Uno de los grandes problemas a los que me tengo que enfrentar es el de qué sentido tiene mi vida, caso que tenga alguno y cómo hacer para encontrar ese sentido.
Nunca se me olvidará lo que en cierta ocasión me contó un amigo: «Estábamos un grupo de bancarios haciendo un curso, cuando surgió el teme del sentido de la vida. Me impresionó ver que, fuera de mí, católico practicante, y un protestante, los demás no tenían ni idea de para qué estaban en el mundo». Y es que la fe no sólo te hace creer en Dios, sino que te aclara para qué estás en este mundo.
El creyente parte de un supuesto: Dios me quiere más que yo a mí mismo. Por tanto estoy en buenas manos y Dios me ha hecho para que me realice como persona, con una vocación personal en la que Dios me pide que sea yo mismo, nunca la copia servil de otros, aunque pueda ver en otros en algún aspecto un modelo de cómo me gustaría ser.
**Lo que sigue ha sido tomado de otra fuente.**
//! Butchery CLI - register, log in and manage the storefront session.

mod commands;
mod output;

use clap::{Parser, Subcommand};

/// Butchery CLI - storefront account and session management.
#[derive(Parser)]
#[command(name = "butchery")]
#[command(about = "Butchery CLI for customer registration, login and session management")]
#[command(version)]
struct Cli {
    #[command(subcommand)]
    command: Commands,

    /// Output format (text or json)
    #[arg(short, long, default_value = "text", global = true)]
    format: output::OutputFormat,

    /// Log level (trace, debug, info, warn, error); overrides the config
    #[arg(long, global = true)]
    log_level: Option<String>,

    /// UI locale (en or ar); overrides BUTCHERY_LOCALE and the config
    #[arg(long, global = true)]
    locale: Option<String>,
}

#[derive(Subcommand)]
enum Commands {
    /// Create a customer account
    Register {
        #[arg(long)]
        full_name: Option<String>,
        #[arg(long)]
        email: Option<String>,
        /// UAE mobile number, e.g. +971501234567
        #[arg(long)]
        phone: Option<String>,
        /// Password (prompted without echo when omitted)
        #[arg(long, env = "BUTCHERY_PASSWORD", hide_env_values = true)]
        password: Option<String>,
    },

    /// Login with email and password
    Login {
        #[arg(long)]
        email: Option<String>,
        #[arg(long, env = "BUTCHERY_PASSWORD", hide_env_values = true)]
        password: Option<String>,
    },

    /// Logout and clear session
    Logout,

    /// Check authentication status
    Status,

    /// Exchange the refresh token for a new access token
    Refresh,

    /// Show whether a page renders or redirects for the current session
    Route {
        /// Page path, optionally locale-prefixed (e.g. /ar/dashboard)
        path: String,
    },

    /// Switch the UI language (toggles between en and ar when omitted)
    Language {
        /// Locale to switch to (en or ar)
        locale: Option<String>,
    },

    /// Back-office commands
    Admin {
        #[command(subcommand)]
        command: AdminCommands,
    },
}

#[derive(Subcommand)]
enum AdminCommands {
    /// Login as an administrator
    Login {
        #[arg(long)]
        email: Option<String>,
        #[arg(long, env = "BUTCHERY_PASSWORD", hide_env_values = true)]
        password: Option<String>,
    },
}

#[tokio::main]
async fn main() {
    let cli = Cli::parse();

    let ctx = match commands::build_context(commands::GlobalOptions {
        format: cli.format,
        log_level: cli.log_level,
        locale: cli.locale,
    }) {
        Ok(ctx) => ctx,
        Err(e) => {
            eprintln!("Error: {:#}", e);
            std::process::exit(1);
        }
    };

    let result = match cli.command {
        Commands::Register {
            full_name,
            email,
            phone,
            password,
        } => {
            commands::register(
                &ctx,
                commands::RegisterArgs {
                    full_name,
                    email,
                    phone,
                    password,
                },
            )
            .await
        }
        Commands::Login { email, password } => commands::login(&ctx, email, password).await,
        Commands::Logout => commands::logout(&ctx).await,
        Commands::Status => commands::status(&ctx),
        Commands::Refresh => commands::refresh(&ctx).await,
        Commands::Route { path } => commands::route(&ctx, &path),
        Commands::Language { locale } => commands::language(&ctx, locale),
        Commands::Admin { command } => match command {
            AdminCommands::Login { email, password } => {
                commands::admin_login(&ctx, email, password).await
            }
        },
    };

    if let Err(e) = result {
        eprintln!("Error: {}", e);
        std::process::exit(1);
    }
}

#[cfg(test)]
mod tests {
    use super::*;
    use clap::CommandFactory;

    #[test]
    fn test_cli_definition_is_valid() {
        Cli::command().debug_assert();
    }

    #[test]
    fn test_parse_admin_login_with_global_flags() {
        let cli = Cli::try_parse_from([
            "butchery",
            "admin",
            "login",
            "--email",
            "admin@butchery.ae",
            "--locale",
            "ar",
            "--format",
            "json",
        ])
        .unwrap();

        assert_eq!(cli.locale.as_deref(), Some("ar"));
        assert!(matches!(cli.format, output::OutputFormat::Json));
        match cli.command {
            Commands::Admin {
                command: AdminCommands::Login { email, .. },
            } => assert_eq!(email.as_deref(), Some("admin@butchery.ae")),
            _ => panic!("expected admin login"),
        }
    }

    #[test]
    fn test_parse_language_with_and_without_locale() {
        let cli = Cli::try_parse_from(["butchery", "language", "ar"]).unwrap();
        assert!(matches!(
            cli.command,
            Commands::Language { locale } if locale.as_deref() == Some("ar")
        ));

        let cli = Cli::try_parse_from(["butchery", "language"]).unwrap();
        assert!(matches!(cli.command, Commands::Language { locale: None }));
    }

    #[test]
    fn test_parse_route() {
        let cli = Cli::try_parse_from(["butchery", "route", "/ar/dashboard"]).unwrap();
        assert!(matches!(cli.command, Commands::Route { path } if path == "/ar/dashboard"));
    }
}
A la hora de decidir mi futuro, cualquiera que sea éste, no puedo prescindir de lo que Dios me pide es que me entregue plenamente y sin reservas a Él y que eso es válido para cualquier persona, en cualquier estado de vida. No puedo olvidar que lo que Dios quiere es siempre lo mejor para mí, mi plena realización personal y que en ningún sitio me realizaré mejor como persona, ni seré más feliz que haciendo su voluntad y entregándome plenamente a Aquél que me ama desde toda la eternidad. El amor es la vocación fundamental e innata de todo ser humano.
En el cristianismo creemos que sólo el amor a Dios, al prójimo y a nosotros mismos da sentido y es la meta de la vida humana en todas sus dimensiones. Todos hemos sido llamados al amor y en consecuencia a la santidad. Una vocación cristiana supone espíritu de oración y de sacrificio, pero también alegría y sentido del humor, así como el convencimiento que vale la pena apostar la vida por la causa de Cristo. Nuestra vocación supone haber iniciado el camino hacia nuestra plena realización personal, en obediencia hacia mi recta conciencia, que no es otra cosa sino la voz de Dios que resuena en mi interior, no siendo la felicidad otra cosa sino esta obediencia que me permite realizarme, aunque todavía no me haya realizado del todo.
Pero si podemos decir que éstos son los principios generales, tenemos también que enfrentarnos con la realización concreta. Yo a mis alumnos les recomendaba que escogiesen una profesión que les gustase, porque es muy triste y desconsolador tener un trabajo que odias, que les permitiese ganarse la vida, pero sin olvidar que mi profesión es uno de los instrumentos principales que tengo para hacer el bien. No hace muchos días un médico me decía que cuando empezó a ejercer, su padre, también médico, le dijo: «Hijo, recuerda que detrás de cada paciente hay una persona que sufre, y detrás de él, hay una familia que también sufre». Y es que evidentemente el ejemplo y testimonio de otras personas no sólo te enseña el camino, sino que la realización de éste es factible. El valor de cualquier vocación depende de la capacidad de amar sinceramente, y como cristianos que somos, de amar de modo especial a aquéllos que nadie ama.
Pero en un artículo así, no puedo olvidar que soy sacerdote. Siempre he pensado que es una gracia inmerecida que Dios me ha concedido. Si alguien sospecha que Dios le llama como llamó a Mateo, pidiéndote que le consagres tu vida, no creas que eso es una faena, sino que lo que indica es que Dios, aunque no lo entiendas y te parezca increíble, , pero lo que ello supone que Él ha puesto su confianza en ti. Simplemente no le fallemos.